One of the world’s iconic estates, Domaine Auguste Clape has long set the standard for the Cornas appellation and has featured on any Rhône aficionado’s short list of the region’s very best properties. With a mere eight hectares of vines spread across Cornas, Saint-Péray and Côtes-du-Rhône, the Clapes produce two different examples of Cornas, a Saint-Péray, a red Côtes-du-Rhône and a red Vin de France. All of the reds are made with whole clusters and fermented in concrete vats before being moved into ancient, traditional oval foudres for aging. Because of small production (roughly 2,500 cases per vintage, total) and longtime worldwide demand, especially for the flagship Cornas, the wines are not always easy to find. Unfortunately, the world has caught on, and prices have risen sharply as well. These are structured, long-lived wines that are definitely built for the patient consumer. As this retrospective shows, patience is consistently rewarded, even in tough vintages.

Pierre-Marie Clape in his element, presenting a rare vertical from the family's cellar.

The estate was founded by Auguste Clape’s grandfather, a native of the Languedoc, in 1907. Over the ensuing decades the Clape family has amassed a small but admirable holding of sites in the most esteemed climats on the Cornas hill, notably in Chaillot, Sabarotte, Tézier, Reynards, Patou, Mazards, La Geynale and La Côte. The Clapes’ reputation for fastidious farming is legendary among their fellow growers in Cornas, whose admiration for the family’s hard work is vocal and universal.

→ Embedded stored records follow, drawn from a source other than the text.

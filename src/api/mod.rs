//! HTTP API module for the Booking Availability Engine.
//!
//! This module provides the REST endpoints the booking portal calls to
//! check slot availability, list bookable slots, build the calendar grid,
//! and validate a booking form. The handlers are pure pass-throughs over
//! the engine: the caller supplies the month's booking records in the
//! request body, and no storage, email, or payment integration lives here.

mod handlers;
mod request;
mod response;
mod state;

pub use handlers::create_router;
pub use request::{AvailabilityRequest, BookingRecordRequest, CalendarRequest, SlotsRequest};
pub use response::{ApiError, AvailabilityResponse, CalendarResponse, SlotsResponse, ValidationResponse};
pub use state::AppState;
//! Configuration loading and management for the Booking Availability Engine.
//!
//! This module provides the booking-rules policy type consumed by every
//! engine function, plus a loader for reading it from a YAML file.
//!
//! # Example
//!
//! ```no_run
//! use booking_engine::config::ConfigLoader;
//!
//! let loader = ConfigLoader::load("./config/default").unwrap();
//! assert_eq!(loader.rules().max_bookings_per_day, 3);
//! ```

mod loader;
mod types;

pub use loader::ConfigLoader;
pub use types::{BookingRules, OperatingHours};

Indeed, many times when producers take me on a tour of their vines they make a point to show me any nearby Clape parcels, just to point out the scrupulous attention to detail. Auguste Clape was the first producer in Cornas to estate-bottle his wines, starting with the 1957 vintage, which is when the family firm became Domaine A. Clape. Auguste Clape passed away in July 2018 at age 93. His son Pierre-Marie and grandson Olivier now run the show with the same watchful eye. 

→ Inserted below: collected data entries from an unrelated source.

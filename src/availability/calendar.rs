//! Calendar-grid day descriptors.
//!
//! Supports the booking calendar view: for a displayed month, produce the
//! per-day flags and counts the grid renderer needs, including the leading
//! and trailing days borrowed from adjacent months to fill the 6x7 grid.

use chrono::{Datelike, Duration, NaiveDate};

use crate::error::{EngineError, EngineResult};
use crate::models::{Booking, CalendarDay};

use super::day_rules::{bookings_for_date, has_half_day_booking};

/// Number of cells in the calendar grid: 6 rows of 7 days.
const GRID_CELLS: usize = 42;

/// Builds the 42 day descriptors for a displayed month.
///
/// The grid starts on the Sunday of the week containing the first of the
/// month and always spans six full weeks, so leading and trailing cells
/// belong to the adjacent months. For every cell:
///
/// - `in_month`: the cell's date falls in the displayed month;
/// - `is_today` / `is_selected`: equality against the supplied dates;
/// - `booking_count`: size of the date's occupancy set;
/// - `is_available`: the date is not in the past (today itself counts as
///   bookable) and carries no half-day lock. Remaining slot capacity is
///   irrelevant here; the grid only distinguishes "selectable at all".
///
/// The generator is pure and is re-run on every month navigation or
/// selection change.
///
/// # Errors
///
/// Returns [`EngineError::InvalidMonth`] when `month` is outside 1-12.
///
/// # Example
///
/// ```
/// use booking_engine::availability::build_calendar_days;
/// use chrono::NaiveDate;
///
/// let today = NaiveDate::from_ymd_opt(2025, 6, 10).unwrap();
/// let days = build_calendar_days(&[], 2025, 6, today, None).unwrap();
/// assert_eq!(days.len(), 42);
/// ```
pub fn build_calendar_days(
    bookings: &[Booking],
    year: i32,
    month: u32,
    today: NaiveDate,
    selected: Option<NaiveDate>,
) -> EngineResult<Vec<CalendarDay>> {
    let first_of_month =
        NaiveDate::from_ymd_opt(year, month, 1).ok_or(EngineError::InvalidMonth { month })?;

    let lead_days = i64::from(first_of_month.weekday().num_days_from_sunday());
    let grid_start = first_of_month - Duration::days(lead_days);

    let days = (0..GRID_CELLS as i64)
        .map(|offset| {
            let date = grid_start + Duration::days(offset);
            CalendarDay {
                date,
                in_month: date.year() == year && date.month() == month,
                is_today: date == today,
                is_selected: selected == Some(date),
                is_available: date >= today && !has_half_day_booking(bookings, date),
                booking_count: bookings_for_date(bookings, date).len(),
            }
        })
        .collect();

    Ok(days)
}

#[cfg(test)]
mod tests {
    use super::*;
    use crate::models::{BookingStatus, PackageType};
    use chrono::Weekday;

    fn make_date(date_str: &str) -> NaiveDate {
        NaiveDate::parse_from_str(date_str, "%Y-%m-%d").unwrap()
    }

    fn make_booking(
        date_str: &str,
        time_slot: &str,
        package_type: PackageType,
        status: BookingStatus,
    ) -> Booking {
        Booking {
            date: make_date(date_str),
            time_slot: time_slot.to_string(),
            package_type,
            status,
            email: "a@x.com".to_string(),
            address: "1 First St".to_string(),
        }
    }

    // ==========================================================================
    // CAL-001: the grid is always 42 cells starting on a Sunday
    // ==========================================================================
    #[test]
    fn test_cal_001_grid_shape() {
        let today = make_date("2025-06-10");
        let days = build_calendar_days(&[], 2025, 6, today, None).unwrap();

        assert_eq!(days.len(), 42);
        assert_eq!(days[0].date.weekday(), Weekday::Sun);
        for pair in days.windows(2) {
            assert_eq!(pair[1].date, pair[0].date + Duration::days(1));
        }
    }

    // ==========================================================================
    // CAL-002: June 2025 starts on a Sunday, so the grid opens on June 1
    // ==========================================================================
    #[test]
    fn test_cal_002_june_2025_alignment() {
        let today = make_date("2025-06-10");
        let days = build_calendar_days(&[], 2025, 6, today, None).unwrap();

        assert_eq!(days[0].date, make_date("2025-06-01"));
        assert_eq!(days[41].date, make_date("2025-07-12"));
        assert_eq!(days.iter().filter(|d| d.in_month).count(), 30);
        assert!(days[0].in_month);
        assert!(!days[30].in_month); // 2025-07-01
    }

    // ==========================================================================
    // CAL-003: a month not starting on Sunday borrows leading days
    // ==========================================================================
    #[test]
    fn test_cal_003_leading_days_borrowed() {
        // 2025-07-01 is a Tuesday; the grid starts on Sunday 2025-06-29.
        let today = make_date("2025-07-01");
        let days = build_calendar_days(&[], 2025, 7, today, None).unwrap();

        assert_eq!(days[0].date, make_date("2025-06-29"));
        assert!(!days[0].in_month);
        assert!(!days[1].in_month);
        assert!(days[2].in_month);
    }

    // ==========================================================================
    // CAL-004: past dates are never available, today is
    // ==========================================================================
    #[test]
    fn test_cal_004_past_dates_unavailable() {
        let today = make_date("2025-06-10");
        let days = build_calendar_days(&[], 2025, 6, today, None).unwrap();

        for day in &days {
            if day.date < today {
                assert!(!day.is_available, "{} is past and must be unavailable", day.date);
            } else {
                assert!(day.is_available, "{} is not past and has no lock", day.date);
            }
        }

        let today_cell = days.iter().find(|d| d.is_today).unwrap();
        assert_eq!(today_cell.date, today);
        assert!(today_cell.is_available);
    }

    // ==========================================================================
    // CAL-005: a half-day lock makes a future date unavailable
    // ==========================================================================
    #[test]
    fn test_cal_005_half_day_lock_unavailable() {
        let today = make_date("2025-06-10");
        let bookings = vec![make_booking(
            "2025-06-15",
            "09:00 AM",
            PackageType::HalfDay,
            BookingStatus::Confirmed,
        )];

        let days = build_calendar_days(&bookings, 2025, 6, today, None).unwrap();
        let locked = days.iter().find(|d| d.date == make_date("2025-06-15")).unwrap();

        assert!(!locked.is_available);
        assert_eq!(locked.booking_count, 1);
    }

    // ==========================================================================
    // CAL-006: remaining capacity does not affect grid availability
    // ==========================================================================
    #[test]
    fn test_cal_006_full_day_still_selectable() {
        let today = make_date("2025-06-10");
        let bookings = vec![
            make_booking("2025-06-15", "08:00 AM", PackageType::Classic, BookingStatus::Confirmed),
            make_booking("2025-06-15", "11:00 AM", PackageType::Classic, BookingStatus::Confirmed),
            make_booking("2025-06-15", "02:00 PM", PackageType::Classic, BookingStatus::Pending),
        ];

        let days = build_calendar_days(&bookings, 2025, 6, today, None).unwrap();
        let full = days.iter().find(|d| d.date == make_date("2025-06-15")).unwrap();

        // The day is at slot capacity, but it is still a selectable date;
        // the slot picker is what will come back empty.
        assert!(full.is_available);
        assert_eq!(full.booking_count, 3);
    }

    // ==========================================================================
    // CAL-007: cancelled bookings are not counted
    // ==========================================================================
    #[test]
    fn test_cal_007_cancelled_not_counted() {
        let today = make_date("2025-06-10");
        let bookings = vec![
            make_booking("2025-06-15", "08:00 AM", PackageType::Classic, BookingStatus::Cancelled),
            make_booking("2025-06-15", "11:00 AM", PackageType::HalfDay, BookingStatus::Cancelled),
        ];

        let days = build_calendar_days(&bookings, 2025, 6, today, None).unwrap();
        let day = days.iter().find(|d| d.date == make_date("2025-06-15")).unwrap();

        assert_eq!(day.booking_count, 0);
        assert!(day.is_available);
    }

    // ==========================================================================
    // CAL-008: the selected date is flagged, including out-of-month cells
    // ==========================================================================
    #[test]
    fn test_cal_008_selected_flag() {
        let today = make_date("2025-06-10");
        let selected = make_date("2025-07-01"); // trailing cell of the June grid
        let days = build_calendar_days(&[], 2025, 6, today, Some(selected)).unwrap();

        let flagged: Vec<_> = days.iter().filter(|d| d.is_selected).collect();
        assert_eq!(flagged.len(), 1);
        assert_eq!(flagged[0].date, selected);
        assert!(!flagged[0].in_month);
    }

    // ==========================================================================
    // CAL-009: invalid months are rejected
    // ==========================================================================
    #[test]
    fn test_cal_009_invalid_month() {
        let today = make_date("2025-06-10");
        assert!(matches!(
            build_calendar_days(&[], 2025, 0, today, None),
            Err(EngineError::InvalidMonth { month: 0 })
        ));
        assert!(matches!(
            build_calendar_days(&[], 2025, 13, today, None),
            Err(EngineError::InvalidMonth { month: 13 })
        ));
    }
}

There are now two Cornas: the “classic” rendition, which is always a blend of wines from the estate’s oldest vines, and, the "Renaissance," a young-vines bottling first made in 1998. Both cuvées are crafted in the same fashion and bottled at the same time. While little has changed in the cellar here over the generations I do think that the wines from the last three decades show a greater degree of polish (but not artifice) than those from the 1980s and definitely the 1970s. The fruit shows through more clearly while the tannins stand out less when the wines are young, a balance that has been achieved without sacrificing ageworthiness. 

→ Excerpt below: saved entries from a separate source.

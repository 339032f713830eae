//! Bookable time-slot list generation.
//!
//! Produces the ordered list of slot labels offered to a customer picking
//! a time for a new booking on a given date.

use chrono::NaiveDate;

use crate::config::BookingRules;
use crate::models::{Booking, PackageType};

use super::day_rules::{bookings_for_date, has_half_day_booking, is_time_slot_available};
use super::time_slot::format_time_slot;

/// Generates the ordered list of bookable slot labels for a date.
///
/// Short-circuits to an empty list when the date carries a half-day lock,
/// or when a half-day package is requested against a day that already has
/// any occupying booking; in both cases every slot would be rejected, so
/// there is nothing to generate and filter. Otherwise every whole hour of
/// the operating window (both endpoints included) is formatted, checked
/// with [`is_time_slot_available`], and included only when available.
///
/// The output is always ascending by hour and contains no duplicates.
///
/// # Example
///
/// ```
/// use booking_engine::availability::generate_time_slots;
/// use booking_engine::config::BookingRules;
/// use booking_engine::models::PackageType;
/// use chrono::NaiveDate;
///
/// let rules = BookingRules::default();
/// let date = NaiveDate::from_ymd_opt(2025, 6, 10).unwrap();
/// let slots = generate_time_slots(&rules, &[], date, PackageType::Classic, None, None);
/// assert_eq!(slots.first().map(String::as_str), Some("08:00 AM"));
/// assert_eq!(slots.last().map(String::as_str), Some("04:00 PM"));
/// assert_eq!(slots.len(), 9);
/// ```
pub fn generate_time_slots(
    rules: &BookingRules,
    bookings: &[Booking],
    date: NaiveDate,
    package_type: PackageType,
    customer_email: Option<&str>,
    customer_address: Option<&str>,
) -> Vec<String> {
    if has_half_day_booking(bookings, date) {
        return Vec::new();
    }
    if package_type.is_half_day() && !bookings_for_date(bookings, date).is_empty() {
        return Vec::new();
    }

    let window = rules.operating_hours;
    (window.start..=window.end)
        .map(format_time_slot)
        .filter(|label| {
            is_time_slot_available(
                rules,
                bookings,
                date,
                label,
                package_type,
                customer_email,
                customer_address,
            )
            .available
        })
        .collect()
}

A study in Cornas across four decades.

Pierre-Marie Clape opened a stunning selection of the classic Cornas on my most recent visit, on March 10 of this year, hitting vintages across four decades, some legendary, some forgotten. “It’s important to see a vigneron’s work in as many different vintages as possible, not just the great ones,” he told me. “That’s the only way to really get to know the domaine and the producer’s abilities.”